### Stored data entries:
* * * * * * * * *
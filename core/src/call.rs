//! Voice call state machine
//!
//! Inputs come from three places that know nothing of each other: the user,
//! the peer-to-peer bridge and the server's call poll. They are all
//! [`CallSignal`]s and go through [`CallMachine::apply`]. Every handler is
//! safe in every state, so duplicates and late arrivals are no-ops.
//!
//! The signaling handle, local stream and ringtone only exist while a call
//! is active; tearing down drops them together with the active state.

use crate::chat::Notice;
use crate::error::{Error, Result};
use crate::media::{
    AudioConstraints, AudioOutput, LocalStream, MediaDevices, PlaybackHandle, RemoteStream,
};
use crate::models::{CallId, CallPoll, CallRecord, CallStatus, UserId};
use crate::ringtone::{RingPattern, Ringtone};
use crate::signaling::{BridgeEvent, ConnectionId, MediaCall, SignalingBridge};
use crate::transport::ChatApi;
use std::sync::Arc;

pub const STEP_CALLING: &str = "Calling...";
pub const STEP_CONNECTING: &str = "Connecting...";
pub const STEP_DIALING_BACK: &str = "Dialing back...";
pub const STEP_VOICE_ACTIVE: &str = "Voice Active";
pub const STEP_TAP_TO_UNMUTE: &str = "Tap to Unmute";
pub const STEP_CONNECTING_VOICE: &str = "Connecting voice...";

#[derive(Debug, Clone, Copy, PartialEq, Eq, Default)]
pub enum CallPhase {
    #[default]
    Idle,
    Dialing,
    Incoming,
    Connecting,
    Connected,
}

pub enum CallSignal {
    Dial,
    Accept,
    Hangup,
    ToggleMute,
    /// Retry remote playback after the output refused to start.
    ResumePlayback,
    PeerIncoming(Arc<dyn MediaCall>),
    PeerStream {
        connection: ConnectionId,
        stream: RemoteStream,
    },
    PeerClosed {
        connection: ConnectionId,
    },
    PeerError {
        connection: Option<ConnectionId>,
        kind: String,
    },
    ServerIncoming(CallRecord),
    ServerUpdate(CallRecord),
}

impl std::fmt::Debug for CallSignal {
    fn fmt(&self, f: &mut std::fmt::Formatter<'_>) -> std::fmt::Result {
        match self {
            Self::Dial => f.write_str("Dial"),
            Self::Accept => f.write_str("Accept"),
            Self::Hangup => f.write_str("Hangup"),
            Self::ToggleMute => f.write_str("ToggleMute"),
            Self::ResumePlayback => f.write_str("ResumePlayback"),
            Self::PeerIncoming(call) => write!(f, "PeerIncoming({})", call.connection_id()),
            Self::PeerStream { connection, .. } => write!(f, "PeerStream({})", connection),
            Self::PeerClosed { connection } => write!(f, "PeerClosed({})", connection),
            Self::PeerError { connection, kind } => {
                write!(f, "PeerError({:?}, {})", connection, kind)
            }
            Self::ServerIncoming(record) => write!(f, "ServerIncoming({})", record.id),
            Self::ServerUpdate(record) => {
                write!(f, "ServerUpdate({}, {:?})", record.id, record.status)
            }
        }
    }
}
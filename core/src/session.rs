//! Chat screen session
//!
//! One task per open conversation owns the [`ChatViewModel`] and the
//! [`CallMachine`]. It multiplexes user commands, pushed stream events,
//! signaling events and the poll tick, and publishes a [`Snapshot`] after
//! every step. Nothing else mutates either model.
//!
//! The loop itself never waits on the network. Requests run as futures
//! polled next to the other event sources and report back to it when done.
//! Call signals are applied in order by a driver future that owns the
//! machine, so a slow call request only delays later call signals.

use crate::auth::SessionContext;
use crate::call::{signals_from_poll, CallMachine, CallSignal, CallView};
use crate::chat::{ChatViewModel, Notice, PendingSend};
use crate::error::{Error, Result};
use crate::media::{AudioOutput, MediaDevices};
use crate::models::*;
use crate::peer::PeerConnector;
use crate::signaling::{BridgeEvent, BridgeEvents, SignalingBridge, SignalingConnector};
use crate::stream::{MessageStream, StreamEvent};
use crate::transport::{resolve_media_url, ChatApi};
use crate::ClientConfig;
use futures::future::BoxFuture;
use futures::stream::{FuturesUnordered, StreamExt};
use futures::FutureExt;
use std::sync::Arc;
use std::time::{Duration, Instant};
use tokio::sync::{mpsc, oneshot, watch};
use tokio::task::JoinHandle;
use tokio::time::MissedTickBehavior;

/// How long `close` waits for the task to finish an in-flight step.
const CLOSE_GRACE: Duration = Duration::from_secs(2);

/// Everything a session needs from the outside world.
pub struct SessionDeps {
    pub config: ClientConfig,
    pub session: SessionContext,
    pub api: Arc<dyn ChatApi>,
    /// `None` disables calling; chat keeps working.
    pub signaling: Option<Arc<dyn SignalingConnector>>,
    pub devices: Arc<dyn MediaDevices>,
    pub output: Arc<dyn AudioOutput>,
    pub push_stream: bool,
}

impl SessionDeps {
    pub fn new(config: ClientConfig, session: SessionContext, api: Arc<dyn ChatApi>) -> Self {
        let signaling: Arc<dyn SignalingConnector> = Arc::new(PeerConnector::new(config.clone()));
        let (devices, output) = default_devices();
        Self {
            config,
            session,
            api,
            signaling: Some(signaling),
            devices,
            output,
            push_stream: true,
        }
    }

    pub fn with_signaling(mut self, signaling: Option<Arc<dyn SignalingConnector>>) -> Self {
        self.signaling = signaling;
        self
    }

    pub fn with_devices(
        mut self,
        devices: Arc<dyn MediaDevices>,
        output: Arc<dyn AudioOutput>,
    ) -> Self {
        self.devices = devices;
        self.output = output;
        self
    }

    /// Skips the live stream and relies on polling alone.
    pub fn without_push_stream(mut self) -> Self {
        self.push_stream = false;
        self
    }
}

#[cfg(feature = "audio")]
fn default_devices() -> (Arc<dyn MediaDevices>, Arc<dyn AudioOutput>) {
    let audio = Arc::new(crate::media::SystemAudio);
    (audio.clone(), audio)
}

#[cfg(not(feature = "audio"))]
fn default_devices() -> (Arc<dyn MediaDevices>, Arc<dyn AudioOutput>) {
    let audio = Arc::new(crate::media::NullDevices);
    (audio.clone(), audio)
}

#[derive(Debug, Clone, PartialEq)]
pub enum SessionCommand {
    /// The composer text changed.
    Input(String),
    Send,
    ReplyTo(MessageId),
    CancelReply,
    Dial,
    Accept,
    Hangup,
    ToggleMute,
    /// User gesture that lets blocked remote audio start.
    ResumePlayback,
    Report {
        reason: ReportReason,
        explanation: String,
    },
    Block,
}

/// Render state of the chat screen.
#[derive(Debug, Clone, Default, PartialEq)]
pub struct Snapshot {
    pub me: UserId,
    pub partner: UserId,
    pub partner_name: Option<String>,
    pub partner_photo: Option<String>,
    pub messages: Vec<ChatMessage>,
    pub partner_status: PartnerStatus,
    pub draft: String,
    pub reply_target: Option<ChatMessage>,
    pub call: CallView,
    /// True once the signaling bridge is registered.
    pub calls_available: bool,
    /// Most recent notices, oldest first. Ids only grow.
    pub notices: Vec<Notice>,
    /// The screen should go away.
    pub closed: bool,
}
* * * * * * * * *
### What to work on:
Would you please reproduce all of the lines above exactly?

### Solution:
filename core/src/call.rs
//! Voice call state machine
//!
//! Inputs come from three places that know nothing of each other: the user,
//! the peer-to-peer bridge and the server's call poll. They are all
//! [`CallSignal`]s and go through [`CallMachine::apply`]. Every handler is
//! safe in every state, so duplicates and late arrivals are no-ops.
//!
//! The signaling handle, local stream and ringtone only exist while a call
//! is active; tearing down drops them together with the active state.

use crate::chat::Notice;
use crate::error::{Error, Result};
use crate::media::{
    AudioConstraints, AudioOutput, LocalStream, MediaDevices, PlaybackHandle, RemoteStream,
};
use crate::models::{CallId, CallPoll, CallRecord, CallStatus, UserId};
use crate::ringtone::{RingPattern, Ringtone};
use crate::signaling::{BridgeEvent, ConnectionId, MediaCall, SignalingBridge};
use crate::transport::ChatApi;
use std::sync::Arc;

pub const STEP_CALLING: &str = "Calling...";
pub const STEP_CONNECTING: &str = "Connecting...";
pub const STEP_DIALING_BACK: &str = "Dialing back...";
pub const STEP_VOICE_ACTIVE: &str = "Voice Active";
pub const STEP_TAP_TO_UNMUTE: &str = "Tap to Unmute";
pub const STEP_CONNECTING_VOICE: &str = "Connecting voice...";

#[derive(Debug, Clone, Copy, PartialEq, Eq, Default)]
pub enum CallPhase {
    #[default]
    Idle,
    Dialing,
    Incoming,
    Connecting,
    Connected,
}

pub enum CallSignal {
    Dial,
    Accept,
    Hangup,
    ToggleMute,
    /// Retry remote playback after the output refused to start.
    ResumePlayback,
    PeerIncoming(Arc<dyn MediaCall>),
    PeerStream {
        connection: ConnectionId,
        stream: RemoteStream,
    },
    PeerClosed {
        connection: ConnectionId,
    },
    PeerError {
        connection: Option<ConnectionId>,
        kind: String,
    },
    ServerIncoming(CallRecord),
    ServerUpdate(CallRecord),
}

impl std::fmt::Debug for CallSignal {
    fn fmt(&self, f: &mut std::fmt::Formatter<'_>) -> std::fmt::Result {
        match self {
            Self::Dial => f.write_str("Dial"),
            Self::Accept => f.write_str("Accept"),
            Self::Hangup => f.write_str("Hangup"),
            Self::ToggleMute => f.write_str("ToggleMute"),
            Self::ResumePlayback => f.write_str("ResumePlayback"),
            Self::PeerIncoming(call) => write!(f, "PeerIncoming({})", call.connection_id()),
            Self::PeerStream { connection, .. } => write!(f, "PeerStream({})", connection),
            Self::PeerClosed { connection } => write!(f, "PeerClosed({})", connection),
            Self::PeerError { connection, kind } => {
                write!(f, "PeerError({:?}, {})", connection, kind)
            }
            Self::ServerIncoming(record) => write!(f, "ServerIncoming({})", record.id),
            Self::ServerUpdate(record) => {
                write!(f, "ServerUpdate({}, {:?})", record.id, record.status)
            }
        }
    }
}
filename core/src/session.rs
//! Chat screen session
//!
//! One task per open conversation owns the [`ChatViewModel`] and the
//! [`CallMachine`]. It multiplexes user commands, pushed stream events,
//! signaling events and the poll tick, and publishes a [`Snapshot`] after
//! every step. Nothing else mutates either model.
//!
//! The loop itself never waits on the network. Requests run as futures
//! polled next to the other event sources and report back to it when done.
//! Call signals are applied in order by a driver future that owns the
//! machine, so a slow call request only delays later call signals.

use crate::auth::SessionContext;
use crate::call::{signals_from_poll, CallMachine, CallSignal, CallView};
use crate::chat::{ChatViewModel, Notice, PendingSend};
use crate::error::{Error, Result};
use crate::media::{AudioOutput, MediaDevices};
use crate::models::*;
use crate::peer::PeerConnector;
use crate::signaling::{BridgeEvent, BridgeEvents, SignalingBridge, SignalingConnector};
use crate::stream::{MessageStream, StreamEvent};
use crate::transport::{resolve_media_url, ChatApi};
use crate::ClientConfig;
use futures::future::BoxFuture;
use futures::stream::{FuturesUnordered, StreamExt};
use futures::FutureExt;
use std::sync::Arc;
use std::time::{Duration, Instant};
use tokio::sync::{mpsc, oneshot, watch};
use tokio::task::JoinHandle;
use tokio::time::MissedTickBehavior;

/// How long `close` waits for the task to finish an in-flight step.
const CLOSE_GRACE: Duration = Duration::from_secs(2);

/// Everything a session needs from the outside world.
pub struct SessionDeps {
    pub config: ClientConfig,
    pub session: SessionContext,
    pub api: Arc<dyn ChatApi>,
    /// `None` disables calling; chat keeps working.
    pub signaling: Option<Arc<dyn SignalingConnector>>,
    pub devices: Arc<dyn MediaDevices>,
    pub output: Arc<dyn AudioOutput>,
    pub push_stream: bool,
}

impl SessionDeps {
    pub fn new(config: ClientConfig, session: SessionContext, api: Arc<dyn ChatApi>) -> Self {
        let signaling: Arc<dyn SignalingConnector> = Arc::new(PeerConnector::new(config.clone()));
        let (devices, output) = default_devices();
        Self {
            config,
            session,
            api,
            signaling: Some(signaling),
            devices,
            output,
            push_stream: true,
        }
    }

    pub fn with_signaling(mut self, signaling: Option<Arc<dyn SignalingConnector>>) -> Self {
        self.signaling = signaling;
        self
    }

    pub fn with_devices(
        mut self,
        devices: Arc<dyn MediaDevices>,
        output: Arc<dyn AudioOutput>,
    ) -> Self {
        self.devices = devices;
        self.output = output;
        self
    }

    /// Skips the live stream and relies on polling alone.
    pub fn without_push_stream(mut self) -> Self {
        self.push_stream = false;
        self
    }
}

#[cfg(feature = "audio")]
fn default_devices() -> (Arc<dyn MediaDevices>, Arc<dyn AudioOutput>) {
    let audio = Arc::new(crate::media::SystemAudio);
    (audio.clone(), audio)
}

#[cfg(not(feature = "audio"))]
fn default_devices() -> (Arc<dyn MediaDevices>, Arc<dyn AudioOutput>) {
    let audio = Arc::new(crate::media::NullDevices);
    (audio.clone(), audio)
}

#[derive(Debug, Clone, PartialEq)]
pub enum SessionCommand {
    /// The composer text changed.
    Input(String),
    Send,
    ReplyTo(MessageId),
    CancelReply,
    Dial,
    Accept,
    Hangup,
    ToggleMute,
    /// User gesture that lets blocked remote audio start.
    ResumePlayback,
    Report {
        reason: ReportReason,
        explanation: String,
    },
    Block,
}

/// Render state of the chat screen.
#[derive(Debug, Clone, Default, PartialEq)]
pub struct Snapshot {
    pub me: UserId,
    pub partner: UserId,
    pub partner_name: Option<String>,
    pub partner_photo: Option<String>,
    pub messages: Vec<ChatMessage>,
    pub partner_status: PartnerStatus,
    pub draft: String,
    pub reply_target: Option<ChatMessage>,
    pub call: CallView,
    /// True once the signaling bridge is registered.
    pub calls_available: bool,
    /// Most recent notices, oldest first. Ids only grow.
    pub notices: Vec<Notice>,
    /// The screen should go away.
    pub closed: bool,
}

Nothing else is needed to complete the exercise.